- _TASK DATA_:
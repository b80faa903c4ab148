// gpu/program.rs — WGSL programs and callable kernels.
//
// A `Program` is one compiled shader module. Its source may hold several
// compute entry points (the Gaussian program has `blur_pass` and
// `transpose_image`). A `Kernel` is one entry point turned into a compute
// pipeline with an explicit bind group layout built from a declared
// signature:
//
//   let program = Program::compile(&backend, "median.wgsl", &source)?;
//   let kernel  = program.create_kernel(&backend, "median_filter", &[
//       BindingKind::StorageRead,       // @binding(0) src
//       BindingKind::StorageReadWrite,  // @binding(1) dst
//       BindingKind::Uniform,           // @binding(2) params
//   ])?;
//   let bind_group = kernel.bind(&backend, &[
//       KernelArg::Buffer(&src), KernelArg::Buffer(&dst), KernelArg::Uniform(&params),
//   ])?;
//
// Arguments are positional: position i is `@binding(i)` of `@group(0)`.
// `bind` checks arity and that each buffer's access mode fits its slot, so
// a write-only buffer can never be bound where the kernel reads.
//
// COMPILE DIAGNOSTICS:
// Shader and pipeline creation run inside a validation error scope. A
// failure is returned as `KernelBuildFailed` carrying naga's full
// diagnostic (source line, caret, message) and is also logged at `error`.

use std::fmt;

use crate::error::{GpuError, Result};
use crate::gpu::buffer::DeviceBuffer;
use crate::gpu::device::ComputeBackend;

/// The kind of resource a kernel expects at one binding slot.
#[derive(Debug, Clone, Copy, PartialEq, Eq)]
pub enum BindingKind {
    /// `var<storage, read>`
    StorageRead,
    /// `var<storage, read_write>`
    StorageReadWrite,
    /// `var<uniform>`
    Uniform,
}

impl fmt::Display for BindingKind {
    fn fmt(&self, f: &mut fmt::Formatter<'_>) -> fmt::Result {
        match self {
            BindingKind::StorageRead => write!(f, "readable storage buffer"),
            BindingKind::StorageReadWrite => write!(f, "writable storage buffer"),
            BindingKind::Uniform => write!(f, "uniform buffer"),
        }
    }
}

impl BindingKind {
    fn layout_entry(self, binding: u32) -> wgpu::BindGroupLayoutEntry {
        let ty = match self {
            BindingKind::StorageRead => wgpu::BufferBindingType::Storage { read_only: true },
            BindingKind::StorageReadWrite => wgpu::BufferBindingType::Storage { read_only: false },
            BindingKind::Uniform => wgpu::BufferBindingType::Uniform,
        };
        wgpu::BindGroupLayoutEntry {
            binding,
            visibility: wgpu::ShaderStages::COMPUTE,
            ty: wgpu::BindingType::Buffer {
                ty,
                has_dynamic_offset: false,
                min_binding_size: None,
            },
            count: None,
        }
    }
}

/// One positional kernel argument.
#[derive(Clone, Copy)]
pub enum KernelArg<'a> {
    Buffer(&'a DeviceBuffer),
    Uniform(&'a wgpu::Buffer),
}

impl KernelArg<'_> {
    fn describe(&self) -> String {
        match self {
            KernelArg::Buffer(b) => format!("{} buffer `{}`", b.mode(), b.label()),
            KernelArg::Uniform(_) => "uniform buffer".to_string(),
        }
    }

    fn fits(&self, kind: BindingKind) -> bool {
        match (kind, self) {
            (BindingKind::StorageRead, KernelArg::Buffer(b)) => b.mode().device_reads(),
            (BindingKind::StorageReadWrite, KernelArg::Buffer(b)) => b.mode().device_writes(),
            (BindingKind::Uniform, KernelArg::Uniform(_)) => true,
            _ => false,
        }
    }

    fn resource(&self) -> wgpu::BindingResource<'_> {
        match self {
            KernelArg::Buffer(b) => b.as_binding(),
            KernelArg::Uniform(u) => u.as_entire_binding(),
        }
    }
}

// ---------------------------------------------------------------------------
// Program
// ---------------------------------------------------------------------------

/// A compiled WGSL shader module.
pub struct Program {
    module: wgpu::ShaderModule,
    label: String,
    entry_points: Vec<String>,
}

impl Program {
    /// Compile `source`.
    ///
    /// # Errors
    /// `KernelBuildFailed` with the compiler log.
    pub fn compile(backend: &ComputeBackend, label: &str, source: &str) -> Result<Self> {
        backend.device.push_error_scope(wgpu::ErrorFilter::Validation);
        let module = backend.device.create_shader_module(wgpu::ShaderModuleDescriptor {
            label: Some(label),
            source: wgpu::ShaderSource::Wgsl(source.into()),
        });
        if let Some(err) = pollster::block_on(backend.device.pop_error_scope()) {
            let log = err.to_string();
            log::error!("{label} failed to compile:\n{log}");
            return Err(GpuError::KernelBuildFailed { program: label.to_string(), log });
        }

        backend.note_program_compiled();
        let entry_points = compute_entry_points(source);
        log::debug!("compiled {label}: entry points {entry_points:?}");
        Ok(Program { module, label: label.to_string(), entry_points })
    }

    pub fn label(&self) -> &str {
        &self.label
    }

    /// Names of the compute entry points in the source.
    pub fn entry_points(&self) -> &[String] {
        &self.entry_points
    }

    /// Create the kernel for entry point `name`.
    ///
    /// # Errors
    /// `KernelNotFound` if there is no such entry point;
    /// `KernelBuildFailed` if the pipeline does not validate against the
    /// signature.
    pub fn create_kernel(
        &self,
        backend: &ComputeBackend,
        name: &str,
        signature: &[BindingKind],
    ) -> Result<Kernel> {
        if !self.entry_points.iter().any(|e| e == name) {
            return Err(GpuError::KernelNotFound {
                program: self.label.clone(),
                name: name.to_string(),
            });
        }

        let entries: Vec<wgpu::BindGroupLayoutEntry> = signature
            .iter()
            .enumerate()
            .map(|(i, kind)| kind.layout_entry(i as u32))
            .collect();

        backend.device.push_error_scope(wgpu::ErrorFilter::Validation);
        let bgl = backend.device.create_bind_group_layout(&wgpu::BindGroupLayoutDescriptor {
            label: Some(name),
            entries: &entries,
        });
        let layout = backend.device.create_pipeline_layout(&wgpu::PipelineLayoutDescriptor {
            label: Some(name),
            bind_group_layouts: &[&bgl],
            push_constant_ranges: &[],
        });
        let pipeline = backend.device.create_compute_pipeline(&wgpu::ComputePipelineDescriptor {
            label: Some(name),
            layout: Some(&layout),
            module: &self.module,
            entry_point: name,
            compilation_options: wgpu::PipelineCompilationOptions::default(),
            cache: None,
        });
        if let Some(err) = pollster::block_on(backend.device.pop_error_scope()) {
            let log = err.to_string();
            log::error!("{}::{name} failed to build:\n{log}", self.label);
            return Err(GpuError::KernelBuildFailed {
                program: format!("{}::{name}", self.label),
                log,
            });
        }

        Ok(Kernel {
            pipeline,
            bgl,
            name: name.to_string(),
            signature: signature.to_vec(),
        })
    }
}

/// Scan WGSL text for `@compute ... fn <name>(`.
fn compute_entry_points(source: &str) -> Vec<String> {
    let mut names = Vec::new();
    let mut rest = source;
    while let Some(at) = rest.find("@compute") {
        rest = &rest[at + "@compute".len()..];
        let Some(fn_at) = rest.find("fn ") else {
            break;
        };
        rest = &rest[fn_at + "fn ".len()..];
        let name: String = rest
            .trim_start()
            .chars()
            .take_while(|c| c.is_alphanumeric() || *c == '_')
            .collect();
        if !name.is_empty() {
            names.push(name);
        }
    }
    names
}

// ---------------------------------------------------------------------------
// Kernel
// ---------------------------------------------------------------------------

/// One compute entry point, ready to dispatch.
pub struct Kernel {
    pipeline: wgpu::ComputePipeline,
    bgl: wgpu::BindGroupLayout,
    name: String,
    signature: Vec<BindingKind>,
}

impl Kernel {
    pub fn name(&self) -> &str {
        &self.name
    }

    pub fn signature(&self) -> &[BindingKind] {
        &self.signature
    }

    pub(crate) fn pipeline(&self) -> &wgpu::ComputePipeline {
        &self.pipeline
    }

    /// Bind `args` positionally.
    ///
    /// # Errors
    /// `KernelArgumentMismatch` on wrong arity or a buffer whose kind or
    /// access mode does not fit its slot; `DispatchFailed` if wgpu rejects
    /// the bind group.
    pub fn bind(&self, backend: &ComputeBackend, args: &[KernelArg<'_>]) -> Result<wgpu::BindGroup> {
        check_args(&self.name, &self.signature, args)?;

        let entries: Vec<wgpu::BindGroupEntry> = args
            .iter()
            .enumerate()
            .map(|(i, arg)| wgpu::BindGroupEntry {
                binding: i as u32,
                resource: arg.resource(),
            })
            .collect();

        backend.device.push_error_scope(wgpu::ErrorFilter::Validation);
        let bind_group = backend.device.create_bind_group(&wgpu::BindGroupDescriptor {
            label: Some(&self.name),
            layout: &self.bgl,
            entries: &entries,
        });
        if let Some(err) = pollster::block_on(backend.device.pop_error_scope()) {
            log::error!("bind group for {} rejected: {err}", self.name);
            return Err(GpuError::DispatchFailed {
                kernel: self.name.clone(),
                reason: err.to_string(),
            });
        }
        Ok(bind_group)
    }
}

fn check_args(kernel: &str, signature: &[BindingKind], args: &[KernelArg<'_>]) -> Result<()> {
    if args.len() != signature.len() {
        return Err(GpuError::KernelArgumentMismatch {
            kernel: kernel.to_string(),
            index: args.len().min(signature.len()),
            expected: format!("{} arguments", signature.len()),
            found: format!("{} arguments", args.len()),
        });
    }
    for (index, (kind, arg)) in signature.iter().zip(args).enumerate() {
        if !arg.fits(*kind) {
            return Err(GpuError::KernelArgumentMismatch {
                kernel: kernel.to_string(),
                index,
                expected: kind.to_string(),
                found: arg.describe(),
            });
        }
    }
    Ok(())
}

- _DIRECTIONS_:
Where a line contains the word "crate", copy that line from the listing above.

- _EXPECTED OUTPUT_:
use crate::error::{GpuError, Result};
use crate::gpu::buffer::DeviceBuffer;
use crate::gpu::device::ComputeBackend;
    pub(crate) fn pipeline(&self) -> &wgpu::ComputePipeline {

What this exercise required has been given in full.